TO DO: Report every line of the data where the string "styled" appears.

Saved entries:
====================

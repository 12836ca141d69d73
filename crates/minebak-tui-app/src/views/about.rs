// Copyright (c) 2025 Geoffrey Huntley <ghuntley@ghuntley.com>. All rights reserved.
// SPDX-License-Identifier: Proprietary

use minebak_tui_component::{Component, RenderContext};
use minebak_tui_core::{Action, Event};
use ratatui::{
	layout::Rect,
	text::{Line, Span},
	widgets::{Paragraph, Wrap},
	Frame,
};

pub const VERSION: &str = env!("CARGO_PKG_VERSION");

#[derive(Debug, Default)]
pub struct AboutView;

impl AboutView {
	pub fn new() -> Self {
		Self
	}
}

impl Component for AboutView {
	fn id(&self) -> &str {
		"about"
	}

	fn handle_event(&mut self, _event: &Event) -> Vec<Action> {
		vec![]
	}

	fn update(&mut self, _action: &Action) -> Vec<Action> {
		vec![]
	}

	fn render(&self, frame: &mut Frame, area: Rect, ctx: &RenderContext) {
		let lines = vec![
			Line::from(Span::styled(ctx.t("app.name"), ctx.theme.text.heading)),
			Line::from(ctx.t_fmt("about.version", &[("version", VERSION)])),
			Line::default(),
			Line::from(ctx.t("app.description")),
			Line::from(Span::styled(ctx.t("about.license"), ctx.theme.text.dim)),
		];
		frame.render_widget(Paragraph::new(lines).wrap(Wrap { trim: true }), area);
	}
}
// Copyright (c) 2025 Geoffrey Huntley <ghuntley@ghuntley.com>. All rights reserved.
// SPDX-License-Identifier: Proprietary

//! Plugins extend an [`crate::App`] before it is mounted.

use minebak_common_i18n::I18n;
use minebak_tui_router::Router;

use crate::error::BootstrapError;
use crate::routes::ViewKind;

pub const ROUTER_PLUGIN: &str = "router";
pub const I18N_PLUGIN: &str = "i18n";

/// Services plugins provide to the application.
#[derive(Debug, Default)]
pub struct AppContext {
	router: Option<Router<ViewKind>>,
	i18n: Option<I18n>,
	installed: Vec<&'static str>,
}

impl AppContext {
	pub fn provide_router(&mut self, router: Router<ViewKind>) {
		self.router = Some(router);
	}

	pub fn provide_i18n(&mut self, i18n: I18n) {
		self.i18n = Some(i18n);
	}

	pub fn router(&self) -> Option<&Router<ViewKind>> {
		self.router.as_ref()
	}

	pub fn i18n(&self) -> Option<&I18n> {
		self.i18n.as_ref()
	}

	/// Plugin names in installation order.
	pub fn installed(&self) -> &[&'static str] {
		&self.installed
	}

	pub(crate) fn is_installed(&self, name: &str) -> bool {
		self.installed.contains(&name)
	}

	pub(crate) fn mark_installed(&mut self, name: &'static str) {
		self.installed.push(name);
	}

	pub(crate) fn check_ready(&self) -> Result<(), BootstrapError> {
		if self.router.is_none() {
			return Err(BootstrapError::MissingPlugin(ROUTER_PLUGIN));
		}
		if self.i18n.is_none() {
			return Err(BootstrapError::MissingPlugin(I18N_PLUGIN));
		}
		Ok(())
	}

	pub(crate) fn take(&mut self) -> Result<(Router<ViewKind>, I18n), BootstrapError> {
		self.check_ready()?;
		match (self.router.take(), self.i18n.take()) {
			(Some(router), Some(i18n)) => Ok((router, i18n)),
			_ => Err(BootstrapError::MissingPlugin(ROUTER_PLUGIN)),
		}
	}
}

pub trait Plugin {
	fn name(&self) -> &'static str;

	fn install(self: Box<Self>, ctx: &mut AppContext) -> Result<(), BootstrapError>;
}

pub struct RouterPlugin {
	router: Router<ViewKind>,
}

impl RouterPlugin {
	pub fn new(router: Router<ViewKind>) -> Self {
		Self { router }
	}
}

impl Plugin for RouterPlugin {
	fn name(&self) -> &'static str {
		ROUTER_PLUGIN
	}

	fn install(self: Box<Self>, ctx: &mut AppContext) -> Result<(), BootstrapError> {
		tracing::debug!(routes = self.router.routes().len(), "installing router");
		ctx.provide_router(self.router);
		Ok(())
	}
}

pub struct I18nPlugin {
	i18n: I18n,
}

impl I18nPlugin {
	pub fn new(i18n: I18n) -> Self {
		Self { i18n }
	}
}

impl Plugin for I18nPlugin {
	fn name(&self) -> &'static str {
		I18N_PLUGIN
	}

	fn install(self: Box<Self>, ctx: &mut AppContext) -> Result<(), BootstrapError> {
		tracing::debug!(locale = %self.i18n.locale(), fallback = %self.i18n.fallback_locale(), "installing i18n");
		ctx.provide_i18n(self.i18n);
		Ok(())
	}
}
// Copyright (c) 2025 Geoffrey Huntley <ghuntley@ghuntley.com>. All rights reserved.
// SPDX-License-Identifier: Proprietary

//! Errors raised while locating, reading or writing `config.toml`.

use std::path::PathBuf;

#[derive(Debug, thiserror::Error)]
pub enum ConfigError {
	#[error("config file {path} is not accessible: {source}")]
	Io {
		path: PathBuf,
		#[source]
		source: std::io::Error,
	},

	#[error("config file {path} is not valid TOML: {source}")]
	TomlParse {
		path: PathBuf,
		#[source]
		source: toml::de::Error,
	},

	#[error("configuration could not be written as TOML: {0}")]
	TomlSerialize(#[from] toml::ser::Error),

	#[error("invalid configuration: {0}")]
	Validation(String),

	/// A single setting was rejected; `field` is the TOML key.
	#[error("invalid value for {field}: {message}")]
	InvalidValue { field: String, message: String },

	/// Neither `$HOME` nor the platform lookup produced a home directory.
	#[error("could not determine home directory")]
	HomeDirNotFound,
}

impl ConfigError {
	pub fn io(path: impl Into<PathBuf>, source: std::io::Error) -> Self {
		Self::Io {
			path: path.into(),
			source,
		}
	}

	pub fn validation(msg: impl Into<String>) -> Self {
		Self::Validation(msg.into())
	}

	pub fn invalid_value(field: impl Into<String>, message: impl Into<String>) -> Self {
		Self::InvalidValue {
			field: field.into(),
			message: message.into(),
		}
	}
}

====================

EXERCISE SOLUTION:
			Line::from(Span::styled(ctx.t("app.name"), ctx.theme.text.heading)),
			Line::from(Span::styled(ctx.t("about.license"), ctx.theme.text.dim)),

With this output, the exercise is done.